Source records
//! In-memory collaborators for service tests.
#![allow(dead_code)]

use chrono::Utc;
use nonprofit_backoffice::db_storage::IndicatorStore;
use nonprofit_backoffice::errors::AppError;
use nonprofit_backoffice::list_query::{FilterValue, ListQuery, SortOrder};
use nonprofit_backoffice::models::{NewIndicator, WealthIndicator};
use nonprofit_backoffice::permissions::{Access, Caller, PermissionGate};
use std::cmp::Ordering;
use std::sync::atomic::{AtomicI64, AtomicUsize, Ordering as AtomicOrdering};
use std::sync::{Arc, Mutex};
use tokio::sync::Notify;

pub const MANAGER_KEY: &str = "manager-key-0123456789";

/// Allows exactly one key.
pub struct StaticGate;

impl PermissionGate for StaticGate {
    fn can_manage_prospects(&self, caller: &Caller) -> Access {
        match caller.api_key.as_deref() {
            Some(MANAGER_KEY) => Access::Allow,
            Some(_) => Access::Deny("not a prospect manager".to_string()),
            None => Access::Deny("no credentials".to_string()),
        }
    }
}

pub fn manager() -> Caller {
    Caller::with_key(MANAGER_KEY)
}

/// Parks one store read after it has loaded its rows.
#[derive(Clone, Default)]
pub struct ReadHold {
    /// Notified once the read has its rows.
    pub loaded: Arc<Notify>,
    /// Notify to let the read return.
    pub resume: Arc<Notify>,
}

/// Vec-backed store that counts how often listing and item reads reach it.
#[derive(Clone, Default)]
pub struct MemoryIndicatorStore {
    rows: Arc<Mutex<Vec<WealthIndicator>>>,
    next_id: Arc<AtomicI64>,
    pub list_calls: Arc<AtomicUsize>,
    pub get_calls: Arc<AtomicUsize>,
    pub fail: Arc<Mutex<bool>>,
    hold: Arc<Mutex<Option<ReadHold>>>,
}

impl MemoryIndicatorStore {
    pub fn list_calls(&self) -> usize {
        self.list_calls.load(AtomicOrdering::SeqCst)
    }

    pub fn get_calls(&self) -> usize {
        self.get_calls.load(AtomicOrdering::SeqCst)
    }

    pub fn set_failing(&self, failing: bool) {
        *self.fail.lock().unwrap() = failing;
    }

    /// The next `get` or `list` pauses after loading until `resume` fires.
    pub fn hold_next_read(&self) -> ReadHold {
        let hold = ReadHold::default();
        *self.hold.lock().unwrap() = Some(hold.clone());
        hold
    }

    async fn pause_if_held(&self) {
        let hold = self.hold.lock().unwrap().take();
        if let Some(hold) = hold {
            hold.loaded.notify_one();
            hold.resume.notified().await;
        }
    }

    fn check(&self) -> Result<(), AppError> {
        if *self.fail.lock().unwrap() {
            return Err(AppError::InternalError("store unavailable".to_string()));
        }
        Ok(())
    }
}

fn matches(row: &WealthIndicator, column: &str, value: &FilterValue) -> bool {
    match (column, value) {
        ("prospect_id", FilterValue::Int(v)) => row.prospect_id == *v,
        ("indicator_type", FilterValue::Text(v)) => row.indicator_type == *v,
        ("verified", FilterValue::Bool(v)) => row.verified == *v,
        ("source", FilterValue::Text(v)) => row.source.as_deref() == Some(v.as_str()),
        _ => false,
    }
}

fn compare(a: &WealthIndicator, b: &WealthIndicator, column: &str) -> Ordering {
    match column {
        "id" => a.id.cmp(&b.id),
        "prospect_id" => a.prospect_id.cmp(&b.prospect_id),
        "indicator_type" => a.indicator_type.cmp(&b.indicator_type),
        "date_found" => a.date_found.cmp(&b.date_found),
        "verified" => a.verified.cmp(&b.verified),
        _ => a.created_at.cmp(&b.created_at),
    }
}

impl IndicatorStore for MemoryIndicatorStore {
    async fn list_for_prospect(&self, prospect_id: i64) -> Result<Vec<WealthIndicator>, AppError> {
        self.check()?;
        let rows = self.rows.lock().unwrap();
        Ok(rows
            .iter()
            .filter(|r| r.prospect_id == prospect_id)
            .cloned()
            .collect())
    }

    async fn add(&self, indicator: &NewIndicator) -> Result<i64, AppError> {
        self.check()?;
        let id = self.next_id.fetch_add(1, AtomicOrdering::SeqCst) + 1;
        self.rows.lock().unwrap().push(WealthIndicator {
            id,
            prospect_id: indicator.prospect_id,
            indicator_type: indicator.indicator_type.clone(),
            indicator_value: indicator.indicator_value.clone(),
            source: indicator.source.clone(),
            date_found: indicator.date_found,
            verified: false,
            notes: indicator.notes.clone(),
            created_at: Utc::now(),
        });
        Ok(id)
    }

    async fn get(&self, id: i64) -> Result<Option<WealthIndicator>, AppError> {
        self.check()?;
        self.get_calls.fetch_add(1, AtomicOrdering::SeqCst);
        let row = self.rows.lock().unwrap().iter().find(|r| r.id == id).cloned();
        self.pause_if_held().await;
        Ok(row)
    }

    async fn set_verified(&self, id: i64, verified: bool) -> Result<bool, AppError> {
        self.check()?;
        let mut rows = self.rows.lock().unwrap();
        match rows.iter_mut().find(|r| r.id == id) {
            Some(row) => {
                row.verified = verified;
                Ok(true)
            }
            None => Ok(false),
        }
    }

    async fn delete(&self, id: i64) -> Result<bool, AppError> {
        self.check()?;
        let mut rows = self.rows.lock().unwrap();
        let before = rows.len();
        rows.retain(|r| r.id != id);
        Ok(rows.len() < before)
    }

    async fn list(&self, query: &ListQuery) -> Result<(Vec<WealthIndicator>, i64), AppError> {
        self.check()?;
        self.list_calls.fetch_add(1, AtomicOrdering::SeqCst);
        let rows = self.rows.lock().unwrap().clone();
        let mut matching: Vec<WealthIndicator> = rows
            .iter()
            .filter(|r| {
                query
                    .filters()
                    .iter()
                    .all(|(column, value)| matches(r, column, value))
            })
            .cloned()
            .collect();
        matching.sort_by(|a, b| {
            let ord = compare(a, b, query.order_by());
            let ord = match query.order() {
                SortOrder::Asc => ord,
                SortOrder::Desc => ord.reverse(),
            };
            ord.then_with(|| b.id.cmp(&a.id))
        });
        let total = matching.len() as i64;
        let page = matching
            .into_iter()
            .skip(query.offset() as usize)
            .take(query.limit() as usize)
            .collect();
        self.pause_if_held().await;
        Ok((page, total))
    }

    async fn prospect_ids(&self) -> Result<Vec<i64>, AppError> {
        self.check()?;
        let mut ids: Vec<i64> = self.rows.lock().unwrap().iter().map(|r| r.prospect_id).collect();
        ids.sort_unstable();
        ids.dedup();
        Ok(ids)
    }
}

### ABOUT THIS EXERCISE
Beginning at the first line above, repeat exactly until the line containing "use nonprofit_backoffice::errors::AppError;", which is included.

### SOLUTION FOR THIS EXERCISE
//! In-memory collaborators for service tests.
#![allow(dead_code)]

use chrono::Utc;
use nonprofit_backoffice::db_storage::IndicatorStore;
use nonprofit_backoffice::errors::AppError;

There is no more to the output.